◆ TASK DIRECTIONS
Restate every line of the material, word for word.

◆ INFORMATION SHOWN
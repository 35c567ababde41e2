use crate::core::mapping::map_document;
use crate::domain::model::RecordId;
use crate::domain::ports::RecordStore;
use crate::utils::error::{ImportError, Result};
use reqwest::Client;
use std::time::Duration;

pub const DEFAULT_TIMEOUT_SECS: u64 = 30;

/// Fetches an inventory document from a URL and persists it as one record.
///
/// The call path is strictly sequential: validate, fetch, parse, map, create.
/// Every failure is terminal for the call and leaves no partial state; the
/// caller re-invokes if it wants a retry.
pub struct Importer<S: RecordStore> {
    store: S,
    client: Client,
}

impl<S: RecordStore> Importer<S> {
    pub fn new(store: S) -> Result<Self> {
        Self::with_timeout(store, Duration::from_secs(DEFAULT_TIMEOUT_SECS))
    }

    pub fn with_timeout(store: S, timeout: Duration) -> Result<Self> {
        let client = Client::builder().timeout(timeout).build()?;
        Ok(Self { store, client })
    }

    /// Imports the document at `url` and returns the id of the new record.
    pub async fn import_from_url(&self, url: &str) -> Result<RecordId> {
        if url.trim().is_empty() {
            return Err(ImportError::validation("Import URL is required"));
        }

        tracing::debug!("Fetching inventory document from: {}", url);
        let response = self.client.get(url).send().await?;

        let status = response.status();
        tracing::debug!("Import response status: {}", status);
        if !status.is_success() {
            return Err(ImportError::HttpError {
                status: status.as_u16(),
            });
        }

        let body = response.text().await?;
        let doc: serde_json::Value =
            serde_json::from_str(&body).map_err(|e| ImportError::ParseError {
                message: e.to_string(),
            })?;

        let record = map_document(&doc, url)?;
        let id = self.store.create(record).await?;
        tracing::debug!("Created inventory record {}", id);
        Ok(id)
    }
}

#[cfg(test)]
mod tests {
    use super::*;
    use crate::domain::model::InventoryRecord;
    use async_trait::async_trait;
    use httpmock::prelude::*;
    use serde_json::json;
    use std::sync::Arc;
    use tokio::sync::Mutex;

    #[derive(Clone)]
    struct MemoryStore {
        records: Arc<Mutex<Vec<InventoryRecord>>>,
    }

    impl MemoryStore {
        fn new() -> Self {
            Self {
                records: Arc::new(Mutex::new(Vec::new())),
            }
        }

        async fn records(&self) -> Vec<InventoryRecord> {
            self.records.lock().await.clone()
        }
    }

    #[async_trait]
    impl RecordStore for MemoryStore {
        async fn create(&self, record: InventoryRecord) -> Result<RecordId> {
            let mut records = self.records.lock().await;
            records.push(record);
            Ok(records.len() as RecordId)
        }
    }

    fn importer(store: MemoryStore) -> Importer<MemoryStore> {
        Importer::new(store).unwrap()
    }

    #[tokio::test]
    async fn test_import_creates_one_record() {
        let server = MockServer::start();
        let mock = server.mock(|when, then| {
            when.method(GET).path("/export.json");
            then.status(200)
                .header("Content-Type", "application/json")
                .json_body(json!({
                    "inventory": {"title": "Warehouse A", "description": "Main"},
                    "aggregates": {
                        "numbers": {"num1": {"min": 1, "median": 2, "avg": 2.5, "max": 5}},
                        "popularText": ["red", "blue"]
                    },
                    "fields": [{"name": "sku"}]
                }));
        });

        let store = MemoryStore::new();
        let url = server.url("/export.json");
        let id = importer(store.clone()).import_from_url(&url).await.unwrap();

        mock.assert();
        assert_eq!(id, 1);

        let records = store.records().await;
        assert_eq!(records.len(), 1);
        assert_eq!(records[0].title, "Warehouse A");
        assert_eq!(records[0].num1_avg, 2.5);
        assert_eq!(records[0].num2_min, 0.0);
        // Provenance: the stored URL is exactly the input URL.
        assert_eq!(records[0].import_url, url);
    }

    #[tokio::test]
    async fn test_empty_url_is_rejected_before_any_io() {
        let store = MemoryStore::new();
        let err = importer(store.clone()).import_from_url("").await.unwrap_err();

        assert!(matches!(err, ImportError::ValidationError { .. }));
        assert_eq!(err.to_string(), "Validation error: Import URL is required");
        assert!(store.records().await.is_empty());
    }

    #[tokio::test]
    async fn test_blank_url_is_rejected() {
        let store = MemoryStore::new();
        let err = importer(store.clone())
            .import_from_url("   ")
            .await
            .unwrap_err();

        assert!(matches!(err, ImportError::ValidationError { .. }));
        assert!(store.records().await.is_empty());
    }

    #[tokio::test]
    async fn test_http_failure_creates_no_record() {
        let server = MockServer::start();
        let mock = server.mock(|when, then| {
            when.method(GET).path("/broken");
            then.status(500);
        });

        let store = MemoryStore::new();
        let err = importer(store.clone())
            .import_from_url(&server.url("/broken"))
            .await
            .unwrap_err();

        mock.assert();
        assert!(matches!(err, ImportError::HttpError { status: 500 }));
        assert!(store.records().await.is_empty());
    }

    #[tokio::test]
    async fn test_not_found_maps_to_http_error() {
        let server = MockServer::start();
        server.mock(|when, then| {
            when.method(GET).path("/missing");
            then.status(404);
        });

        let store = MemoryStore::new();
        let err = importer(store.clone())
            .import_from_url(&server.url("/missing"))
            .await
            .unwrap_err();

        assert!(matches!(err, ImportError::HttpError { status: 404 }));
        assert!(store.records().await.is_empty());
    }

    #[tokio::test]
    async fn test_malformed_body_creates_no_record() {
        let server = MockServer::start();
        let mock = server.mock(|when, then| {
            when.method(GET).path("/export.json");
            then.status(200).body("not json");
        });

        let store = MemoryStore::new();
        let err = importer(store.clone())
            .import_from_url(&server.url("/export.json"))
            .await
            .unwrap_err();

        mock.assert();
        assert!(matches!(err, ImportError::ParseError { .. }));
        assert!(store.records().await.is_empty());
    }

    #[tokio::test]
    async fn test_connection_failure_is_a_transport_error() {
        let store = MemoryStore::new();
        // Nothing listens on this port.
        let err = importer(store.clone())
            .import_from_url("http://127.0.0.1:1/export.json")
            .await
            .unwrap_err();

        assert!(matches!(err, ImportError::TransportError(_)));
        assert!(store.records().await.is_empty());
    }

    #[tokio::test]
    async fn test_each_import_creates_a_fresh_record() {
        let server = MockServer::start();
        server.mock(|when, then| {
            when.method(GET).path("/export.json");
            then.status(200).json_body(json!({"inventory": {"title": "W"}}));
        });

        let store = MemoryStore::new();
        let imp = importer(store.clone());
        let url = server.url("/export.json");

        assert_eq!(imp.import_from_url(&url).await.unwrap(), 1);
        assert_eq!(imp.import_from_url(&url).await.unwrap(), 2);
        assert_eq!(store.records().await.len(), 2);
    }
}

◆ EXPECTED ANSWER
repository 35c567ababde41e2
use crate::core::mapping::map_document;
use crate::domain::model::RecordId;
use crate::domain::ports::RecordStore;
use crate::utils::error::{ImportError, Result};
use reqwest::Client;
use std::time::Duration;

pub const DEFAULT_TIMEOUT_SECS: u64 = 30;

/// Fetches an inventory document from a URL and persists it as one record.
///
/// The call path is strictly sequential: validate, fetch, parse, map, create.
/// Every failure is terminal for the call and leaves no partial state; the
/// caller re-invokes if it wants a retry.
pub struct Importer<S: RecordStore> {
    store: S,
    client: Client,
}

impl<S: RecordStore> Importer<S> {
    pub fn new(store: S) -> Result<Self> {
        Self::with_timeout(store, Duration::from_secs(DEFAULT_TIMEOUT_SECS))
    }

    pub fn with_timeout(store: S, timeout: Duration) -> Result<Self> {
        let client = Client::builder().timeout(timeout).build()?;
        Ok(Self { store, client })
    }

    /// Imports the document at `url` and returns the id of the new record.
    pub async fn import_from_url(&self, url: &str) -> Result<RecordId> {
        if url.trim().is_empty() {
            return Err(ImportError::validation("Import URL is required"));
        }

        tracing::debug!("Fetching inventory document from: {}", url);
        let response = self.client.get(url).send().await?;

        let status = response.status();
        tracing::debug!("Import response status: {}", status);
        if !status.is_success() {
            return Err(ImportError::HttpError {
                status: status.as_u16(),
            });
        }

        let body = response.text().await?;
        let doc: serde_json::Value =
            serde_json::from_str(&body).map_err(|e| ImportError::ParseError {
                message: e.to_string(),
            })?;

        let record = map_document(&doc, url)?;
        let id = self.store.create(record).await?;
        tracing::debug!("Created inventory record {}", id);
        Ok(id)
    }
}

#[cfg(test)]
mod tests {
    use super::*;
    use crate::domain::model::InventoryRecord;
    use async_trait::async_trait;
    use httpmock::prelude::*;
    use serde_json::json;
    use std::sync::Arc;
    use tokio::sync::Mutex;

    #[derive(Clone)]
    struct MemoryStore {
        records: Arc<Mutex<Vec<InventoryRecord>>>,
    }

    impl MemoryStore {
        fn new() -> Self {
            Self {
                records: Arc::new(Mutex::new(Vec::new())),
            }
        }

        async fn records(&self) -> Vec<InventoryRecord> {
            self.records.lock().await.clone()
        }
    }

    #[async_trait]
    impl RecordStore for MemoryStore {
        async fn create(&self, record: InventoryRecord) -> Result<RecordId> {
            let mut records = self.records.lock().await;
            records.push(record);
            Ok(records.len() as RecordId)
        }
    }

    fn importer(store: MemoryStore) -> Importer<MemoryStore> {
        Importer::new(store).unwrap()
    }

    #[tokio::test]
    async fn test_import_creates_one_record() {
        let server = MockServer::start();
        let mock = server.mock(|when, then| {
            when.method(GET).path("/export.json");
            then.status(200)
                .header("Content-Type", "application/json")
                .json_body(json!({
                    "inventory": {"title": "Warehouse A", "description": "Main"},
                    "aggregates": {
                        "numbers": {"num1": {"min": 1, "median": 2, "avg": 2.5, "max": 5}},
                        "popularText": ["red", "blue"]
                    },
                    "fields": [{"name": "sku"}]
                }));
        });

        let store = MemoryStore::new();
        let url = server.url("/export.json");
        let id = importer(store.clone()).import_from_url(&url).await.unwrap();

        mock.assert();
        assert_eq!(id, 1);

        let records = store.records().await;
        assert_eq!(records.len(), 1);
        assert_eq!(records[0].title, "Warehouse A");
        assert_eq!(records[0].num1_avg, 2.5);
        assert_eq!(records[0].num2_min, 0.0);
        // Provenance: the stored URL is exactly the input URL.
        assert_eq!(records[0].import_url, url);
    }

    #[tokio::test]
    async fn test_empty_url_is_rejected_before_any_io() {
        let store = MemoryStore::new();
        let err = importer(store.clone()).import_from_url("").await.unwrap_err();

        assert!(matches!(err, ImportError::ValidationError { .. }));
        assert_eq!(err.to_string(), "Validation error: Import URL is required");
        assert!(store.records().await.is_empty());
    }

    #[tokio::test]
    async fn test_blank_url_is_rejected() {
        let store = MemoryStore::new();
        let err = importer(store.clone())
            .import_from_url("   ")
            .await
            .unwrap_err();

        assert!(matches!(err, ImportError::ValidationError { .. }));
        assert!(store.records().await.is_empty());
    }

    #[tokio::test]
    async fn test_http_failure_creates_no_record() {
        let server = MockServer::start();
        let mock = server.mock(|when, then| {
            when.method(GET).path("/broken");
            then.status(500);
        });

        let store = MemoryStore::new();
        let err = importer(store.clone())
            .import_from_url(&server.url("/broken"))
            .await
            .unwrap_err();

        mock.assert();
        assert!(matches!(err, ImportError::HttpError { status: 500 }));
        assert!(store.records().await.is_empty());
    }

    #[tokio::test]
    async fn test_not_found_maps_to_http_error() {
        let server = MockServer::start();
        server.mock(|when, then| {
            when.method(GET).path("/missing");
            then.status(404);
        });

        let store = MemoryStore::new();
        let err = importer(store.clone())
            .import_from_url(&server.url("/missing"))
            .await
            .unwrap_err();

        assert!(matches!(err, ImportError::HttpError { status: 404 }));
        assert!(store.records().await.is_empty());
    }

    #[tokio::test]
    async fn test_malformed_body_creates_no_record() {
        let server = MockServer::start();
        let mock = server.mock(|when, then| {
            when.method(GET).path("/export.json");
            then.status(200).body("not json");
        });

        let store = MemoryStore::new();
        let err = importer(store.clone())
            .import_from_url(&server.url("/export.json"))
            .await
            .unwrap_err();

        mock.assert();
        assert!(matches!(err, ImportError::ParseError { .. }));
        assert!(store.records().await.is_empty());
    }

    #[tokio::test]
    async fn test_connection_failure_is_a_transport_error() {
        let store = MemoryStore::new();
        // Nothing listens on this port.
        let err = importer(store.clone())
            .import_from_url("http://127.0.0.1:1/export.json")
            .await
            .unwrap_err();

        assert!(matches!(err, ImportError::TransportError(_)));
        assert!(store.records().await.is_empty());
    }

    #[tokio::test]
    async fn test_each_import_creates_a_fresh_record() {
        let server = MockServer::start();
        server.mock(|when, then| {
            when.method(GET).path("/export.json");
            then.status(200).json_body(json!({"inventory": {"title": "W"}}));
        });

        let store = MemoryStore::new();
        let imp = importer(store.clone());
        let url = server.url("/export.json");

        assert_eq!(imp.import_from_url(&url).await.unwrap(), 1);
        assert_eq!(imp.import_from_url(&url).await.unwrap(), 2);
        assert_eq!(store.records().await.len(), 2);
    }
}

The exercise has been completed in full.